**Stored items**

==============================

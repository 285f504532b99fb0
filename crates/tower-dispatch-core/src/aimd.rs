//! Lock-free AIMD (Additive Increase Multiplicative Decrease) concurrency limiter.
//!
//! A dispatching request tries to [`acquire`](AimdConcurrencyLimiter::acquire) a
//! [`Permit`] and resolves it once the corresponding response is known:
//!
//! - **Additive increase**: a successful request raises the limit by one, but
//!   only if the permit was issued while at least half of the limit was in
//!   use. Bursts that never approach the ceiling do not inflate it.
//! - **Multiplicative decrease**: a dropped request (QoS status, server error,
//!   I/O failure) multiplies the limit by the backoff ratio, truncating.
//! - **Ignore**: uninformative outcomes (cancellation, client bugs) only free
//!   the slot.
//!
//! Both counters are plain atomics and the limit update is a CAS loop, so the
//! hot path never takes a lock.
//!
//! # Example
//!
//! ```rust
//! use tower_dispatch_core::aimd::{AimdConcurrencyLimiter, AimdConfig};
//!
//! let limiter = AimdConcurrencyLimiter::new(AimdConfig::default().with_initial_limit(2));
//!
//! let first = limiter.acquire().unwrap();
//! let second = limiter.acquire().unwrap();
//! assert!(limiter.acquire().is_none());
//!
//! // Issued at full utilisation, so success grows the limit.
//! second.success();
//! assert_eq!(limiter.limit(), 3);
//!
//! first.dropped();
//! assert_eq!(limiter.limit(), 2); // 3 * 0.9 = 2.7 -> 2
//! assert_eq!(limiter.in_flight(), 0);
//! ```

use crate::error::DispatchError;
use crate::message::Response;
use std::fmt;
use std::sync::atomic::{AtomicUsize, Ordering};
use std::sync::Arc;

/// Default starting limit for a fresh limiter.
pub const DEFAULT_INITIAL_LIMIT: usize = 20;
/// Default floor for the limit.
pub const DEFAULT_MIN_LIMIT: usize = 1;
/// Default ceiling for the limit; effectively unlimited while leaving headroom
/// against overflow.
pub const DEFAULT_MAX_LIMIT: usize = (i32::MAX / 2) as usize;
/// Default multiplicative decrease applied on a dropped request.
pub const DEFAULT_BACKOFF_RATIO: f64 = 0.9;
/// Default utilisation a permit must have been issued at for success to grow
/// the limit.
pub const DEFAULT_INCREASE_THRESHOLD: f64 = 0.5;

/// Configuration for an [`AimdConcurrencyLimiter`].
#[derive(Debug, Clone)]
pub struct AimdConfig {
    /// Initial limit value.
    pub initial_limit: usize,
    /// Minimum limit (floor).
    pub min_limit: usize,
    /// Maximum limit (ceiling).
    pub max_limit: usize,
    /// Factor to multiply the limit by on a dropped request.
    /// Should be between 0.0 and 1.0.
    pub backoff_ratio: f64,
    /// Fraction of the limit that must have been in flight when a permit was
    /// issued for its success to increase the limit.
    pub increase_threshold: f64,
}

impl Default for AimdConfig {
    fn default() -> Self {
        Self {
            initial_limit: DEFAULT_INITIAL_LIMIT,
            min_limit: DEFAULT_MIN_LIMIT,
            max_limit: DEFAULT_MAX_LIMIT,
            backoff_ratio: DEFAULT_BACKOFF_RATIO,
            increase_threshold: DEFAULT_INCREASE_THRESHOLD,
        }
    }
}

impl AimdConfig {
    /// Create a new config with default values.
    pub fn new() -> Self {
        Self::default()
    }

    /// Set the initial limit.
    pub fn with_initial_limit(mut self, limit: usize) -> Self {
        self.initial_limit = limit;
        self
    }

    /// Set the minimum limit (floor).
    pub fn with_min_limit(mut self, limit: usize) -> Self {
        self.min_limit = limit;
        self
    }

    /// Set the maximum limit (ceiling).
    pub fn with_max_limit(mut self, limit: usize) -> Self {
        self.max_limit = limit;
        self
    }

    /// Set the multiplicative decrease ratio.
    ///
    /// Should be between 0.0 and 1.0. For example, 0.9 shrinks the limit by
    /// ten percent on every dropped request.
    pub fn with_backoff_ratio(mut self, ratio: f64) -> Self {
        self.backoff_ratio = ratio;
        self
    }

    /// Set the utilisation gate for additive increase.
    pub fn with_increase_threshold(mut self, threshold: f64) -> Self {
        self.increase_threshold = threshold;
        self
    }

    /// Checks that the configuration describes a usable limiter.
    pub fn validate(&self) -> Result<(), DispatchError> {
        if self.min_limit == 0 {
            return Err(DispatchError::Config("min_limit must be at least 1".into()));
        }
        if self.min_limit > self.max_limit {
            return Err(DispatchError::Config(format!(
                "min_limit ({}) exceeds max_limit ({})",
                self.min_limit, self.max_limit
            )));
        }
        if !(self.backoff_ratio > 0.0 && self.backoff_ratio < 1.0) {
            return Err(DispatchError::Config(format!(
                "backoff_ratio must be in (0, 1), got {}",
                self.backoff_ratio
            )));
        }
        if !(0.0..=1.0).contains(&self.increase_threshold) {
            return Err(DispatchError::Config(format!(
                "increase_threshold must be in [0, 1], got {}",
                self.increase_threshold
            )));
        }
        Ok(())
    }

    fn clamped_initial_limit(&self) -> usize {
        self.initial_limit.max(self.min_limit).min(self.max_limit)
    }

    fn increased(&self, original_limit: usize, in_flight_snapshot: usize) -> usize {
        if in_flight_snapshot as f64 >= original_limit as f64 * self.increase_threshold {
            original_limit.saturating_add(1).min(self.max_limit)
        } else {
            original_limit
        }
    }

    fn decreased(&self, original_limit: usize) -> usize {
        let decreased = (original_limit as f64 * self.backoff_ratio) as usize;
        decreased.max(self.min_limit)
    }
}

/// How a resolved permit affected the limiter.
#[derive(Debug, Clone, Copy, PartialEq, Eq)]
pub enum Outcome {
    /// Completed without an overload signal; may increase the limit.
    Success,
    /// Completed with an overload signal; decreases the limit.
    Dropped,
    /// Uninformative; only frees the slot.
    Ignored,
}

impl Outcome {
    /// Classifies the result of a response-producing call.
    ///
    /// QoS and server-error responses and transport I/O failures count as
    /// dropped, any other response as success, and any other failure
    /// (cancellation, panics, client errors) is ignored.
    pub fn classify(result: &Result<Response, DispatchError>) -> Self {
        match result {
            Ok(response) if response.is_qos_status() || response.is_server_error() => {
                Outcome::Dropped
            }
            Ok(_) => Outcome::Success,
            Err(DispatchError::Transport(_)) => Outcome::Dropped,
            Err(_) => Outcome::Ignored,
        }
    }
}

struct LimiterState {
    limit: AtomicUsize,
    in_flight: AtomicUsize,
    config: AimdConfig,
}

impl LimiterState {
    fn update_limit(&self, f: impl Fn(usize) -> usize) -> usize {
        match self
            .limit
            .fetch_update(Ordering::AcqRel, Ordering::Acquire, |current| {
                let next = f(current);
                (next != current).then_some(next)
            }) {
            Ok(previous) => f(previous),
            Err(unchanged) => unchanged,
        }
    }
}

/// Thread-safe AIMD concurrency limiter for one destination.
pub struct AimdConcurrencyLimiter {
    state: Arc<LimiterState>,
}

impl AimdConcurrencyLimiter {
    /// Create a new limiter with the given configuration.
    ///
    /// The initial limit is clamped into `[min_limit, max_limit]`.
    pub fn new(config: AimdConfig) -> Self {
        let initial = config.clamped_initial_limit();
        Self {
            state: Arc::new(LimiterState {
                limit: AtomicUsize::new(initial),
                in_flight: AtomicUsize::new(0),
                config,
            }),
        }
    }

    /// Returns a new permit if fewer than [`limit`](Self::limit) permits are
    /// currently in flight.
    ///
    /// Never blocks. The caller must eventually resolve the permit; dropping
    /// it unresolved counts as [`Permit::ignore`].
    pub fn acquire(&self) -> Option<Permit> {
        let current = self.state.in_flight.load(Ordering::Acquire);
        if current >= self.limit() {
            return None;
        }
        let snapshot = self.state.in_flight.fetch_add(1, Ordering::AcqRel) + 1;
        Some(Permit {
            state: Arc::clone(&self.state),
            in_flight_snapshot: snapshot,
            resolved: false,
        })
    }

    /// Returns the current concurrency limit.
    pub fn limit(&self) -> usize {
        self.state.limit.load(Ordering::Acquire)
    }

    /// Returns the number of permits acquired but not yet resolved.
    pub fn in_flight(&self) -> usize {
        self.state.in_flight.load(Ordering::Acquire)
    }

    /// Get a reference to the configuration.
    pub fn config(&self) -> &AimdConfig {
        &self.state.config
    }
}

impl Default for AimdConcurrencyLimiter {
    fn default() -> Self {
        Self::new(AimdConfig::default())
    }
}

impl fmt::Debug for AimdConcurrencyLimiter {
    fn fmt(&self, f: &mut fmt::Formatter<'_>) -> fmt::Result {
        f.debug_struct("AimdConcurrencyLimiter")
            .field("limit", &self.limit())
            .field("in_flight", &self.in_flight())
            .finish()
    }
}

/// A single-use admission token for one in-flight request.
///
/// Resolving consumes the permit, so a permit can only be resolved once.
/// A permit dropped without being resolved is treated as [`Permit::ignore`].
#[must_use = "dropping a permit immediately releases it as ignored"]
pub struct Permit {
    state: Arc<LimiterState>,
    in_flight_snapshot: usize,
    resolved: bool,
}

impl Permit {
    /// Number of permits in flight (including this one) when it was issued.
    pub fn in_flight_snapshot(&self) -> usize {
        self.in_flight_snapshot
    }

    /// The request completed without an overload signal.
    pub fn success(mut self) {
        self.resolve(Outcome::Success);
    }

    /// The request completed with an overload signal.
    pub fn dropped(mut self) {
        self.resolve(Outcome::Dropped);
    }

    /// The outcome carries no information about server load.
    pub fn ignore(mut self) {
        self.resolve(Outcome::Ignored);
    }

    /// Resolves the permit according to [`Outcome::classify`].
    pub fn on_result(mut self, result: &Result<Response, DispatchError>) -> Outcome {
        let outcome = Outcome::classify(result);
        self.resolve(outcome);
        outcome
    }

    fn resolve(&mut self, outcome: Outcome) {
        if self.resolved {
            return;
        }
        self.resolved = true;
        self.state.in_flight.fetch_sub(1, Ordering::AcqRel);

        let snapshot = self.in_flight_snapshot;
        let config = &self.state.config;
        let _limit = match outcome {
            Outcome::Success => self
                .state
                .update_limit(|original| config.increased(original, snapshot)),
            Outcome::Dropped => self.state.update_limit(|original| config.decreased(original)),
            Outcome::Ignored => return,
        };

        #[cfg(feature = "tracing")]
        tracing::trace!(?outcome, limit = _limit, snapshot, "aimd permit resolved");
    }
}

impl Drop for Permit {
    fn drop(&mut self) {
        self.resolve(Outcome::Ignored);
    }
}

impl fmt::Debug for Permit {
    fn fmt(&self, f: &mut fmt::Formatter<'_>) -> fmt::Result {
        f.debug_struct("Permit")
            .field("in_flight_snapshot", &self.in_flight_snapshot)
            .finish()
    }
}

==============================

**WHAT THE TASK ASKS**
Extract from the data every line where "that" shows up.

**ANSWER SPACE**
//!   use. Bursts that never approach the ceiling do not inflate it.
    /// Fraction of the limit that must have been in flight when a permit was
    /// Checks that the configuration describes a usable limiter.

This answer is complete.